Un’ altra sfida è quella delle infrastrutture transnazionali, come la costruzione di una linea ferroviaria che si estende da Lisbona ai paesi Baltici. Questa coinvolgerebbe circa quindici paesi diversi, rappresentando un classico esempio di integrazione fra stati.

Altri esempi di agevolazioni in riferimento alle interazioni internazionali, sono le così dette imprese “lowcost”, che permettono viaggi in aereo molto meno costosi rispetto alle imprese nazionali unicamente presenti prima degli accordi europei fra gli stati, oppure il Roaming, che dopo lunghe trattative è stato abolito dai paesi membri dell’UE.

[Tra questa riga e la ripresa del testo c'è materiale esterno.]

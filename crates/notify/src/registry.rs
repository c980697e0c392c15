use {super::provider::NotificationProvider, std::collections::HashMap};

/// Registry of all loaded notification providers.
pub struct ProviderRegistry {
    providers: HashMap<String, Box<dyn NotificationProvider>>,
}

impl Default for ProviderRegistry {
    fn default() -> Self {
        Self::new()
    }
}

impl ProviderRegistry {
    pub fn new() -> Self {
        Self {
            providers: HashMap::new(),
        }
    }

    pub fn register(&mut self, provider: Box<dyn NotificationProvider>) {
        self.providers.insert(provider.id().to_string(), provider);
    }

    pub fn get(&self, id: &str) -> Option<&dyn NotificationProvider> {
        self.providers.get(id).map(|p| p.as_ref())
    }

    pub fn list(&self) -> Vec<&str> {
        self.providers.keys().map(|s| s.as_str()).collect()
    }
}
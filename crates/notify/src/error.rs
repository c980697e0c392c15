/// Crate-wide result type for notification operations.
pub type Result<T> = std::result::Result<T, Error>;

/// Typed errors surfaced to the host for direct operator display.
///
/// Every variant renders as human-readable text; the host shows the message
/// in its administrative UI as-is. Precondition failures (`MissingSettings`,
/// `NoTarget`) are produced before any network attempt.
#[derive(Debug, thiserror::Error)]
pub enum Error {
    /// A required provider setting is empty or missing.
    #[error("{message}")]
    MissingSettings { message: String },

    /// The triggered rule has no delivery target configured.
    #[error("{message}")]
    NoTarget { message: String },

    /// The remote messaging service rejected or failed the request.
    #[error("{message}")]
    Service { message: String },

    /// JSON (de)serialization failed.
    #[error(transparent)]
    SerdeJson(#[from] serde_json::Error),
}

impl Error {
    #[must_use]
    pub fn missing_settings(message: impl std::fmt::Display) -> Self {
        Self::MissingSettings {
            message: message.to_string(),
        }
    }

    #[must_use]
    pub fn no_target(message: impl std::fmt::Display) -> Self {
        Self::NoTarget {
            message: message.to_string(),
        }
    }

    #[must_use]
    pub fn service(message: impl std::fmt::Display) -> Self {
        Self::Service {
            message: message.to_string(),
        }
    }
}
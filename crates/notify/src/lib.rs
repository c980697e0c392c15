//! Notification provider system.
//!
//! Each delivery target (Mattermost, and whatever comes next) implements the
//! [`NotificationProvider`] trait: a settings schema for the host UI, a
//! connection test, dynamic option resolution for per-rule fields, and a
//! single-event dispatch operation.

pub mod error;
pub mod event;
pub mod provider;
pub mod registry;
pub mod schema;

pub use {
    error::{Error, Result},
    event::{NotificationAttribute, NotificationEvent},
    provider::NotificationProvider,
    registry::ProviderRegistry,
    schema::{DynamicOption, FieldKind, FieldSpec},
};
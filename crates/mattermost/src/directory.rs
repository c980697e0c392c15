//! Channel discovery for the per-rule channel selector.

use {
    herald_notify::{DynamicOption, Result},
    tracing::debug,
};

use crate::{
    api::{Channel, MattermostClient, User},
    config::ConnectionSettings,
};

/// Name of the dynamic rule field whose options this module resolves.
pub const CHANNEL_FIELD: &str = "channelId";

/// List the channels the configured bot account is a member of.
///
/// Two sequential calls: resolve the bot's internal id, then fetch its
/// channel memberships. Direct-message conversations carry an empty
/// `display_name` and are filtered out; service ordering is preserved and
/// nothing is cached between invocations.
pub async fn list_channels(settings: &ConnectionSettings) -> Result<Vec<DynamicOption>> {
    settings.require_complete()?;
    let client = MattermostClient::connect(settings)?;
    channel_options(&client, &settings.bot_username).await
}

pub(crate) async fn channel_options(
    client: &MattermostClient,
    username: &str,
) -> Result<Vec<DynamicOption>> {
    let bot: User = serde_json::from_value(
        client.get(&format!("users/username/{username}")).await?,
    )?;
    let channels: Vec<Channel> =
        serde_json::from_value(client.get(&format!("users/{}/channels", bot.id)).await?)?;

    let options: Vec<DynamicOption> = channels
        .into_iter()
        .filter(|c| !c.display_name.is_empty())
        .map(|c| DynamicOption {
            id: c.id,
            name: c.display_name,
            description: c.purpose,
        })
        .collect();
    debug!(count = options.len(), "resolved channel options");
    Ok(options)
}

Caotica potrebbe risultare anche l’architettura dell’Unione Europea, la quale presenta tre istituzioni: il Parlamento Europeo, che rappresenta i cittadini europei, la Commissione Europea, che rappresenta gli interessi comuni e il consiglio europeo che difende gli interessi degli stati membri. Le leggi vengono formulate dalla Commissione Europea e queste leggi devono essere poi approvate sia dal Parlamento, sia dal consiglio. Un ulteriore livello di complessità è dovuto alla gestione dell’offerta di moneta, gestita dalla Banca Centrale Europea, la quale però opera solo su diciannove dei ventisette paesi membri, poiché solo questi hanno adottato l’Euro come moneta.

Nonostante questa complessità apparente, l’Europa, attraverso tutti questi meccanismi e interconnessioni fra stati, in fin dei conti non fa altro che limitare il caos verso cui i paesi membri andrebbero incontro se fossero da soli. L’Unione Europea è il più grande progetto di cooperazione fra paesi e questo inevitabilmente agevola anche gli stati membri nell’ambito dell’economia internazionale.

Queste interazioni, frutto di un progresso durato decenni e che è destinato a non esaurirsi mai, furono presagite già da Napoleone Bonaparte che disse: “L’Europa sarebbe diventata di fatto un popolo solo; viaggiando ognuno si sarebbe sentito nella patria comune. Tale unione dovrà venire un giorno o l’altro per forza di eventi. Il primo impulso è stato dato. Dopo il crollo e dopo la sparizione del mio sistema io credo che non sarà più possibile altro equilibrio in Europa se non la lega dei popoli.” Da questo deduciamo che, in fin dei conti, noi cittadini europei non siamo poi così diversi gli uni dagli altri e in questo clima di globalizzazione ci si rende conto sempre più che i confini non sono altro che illusioni.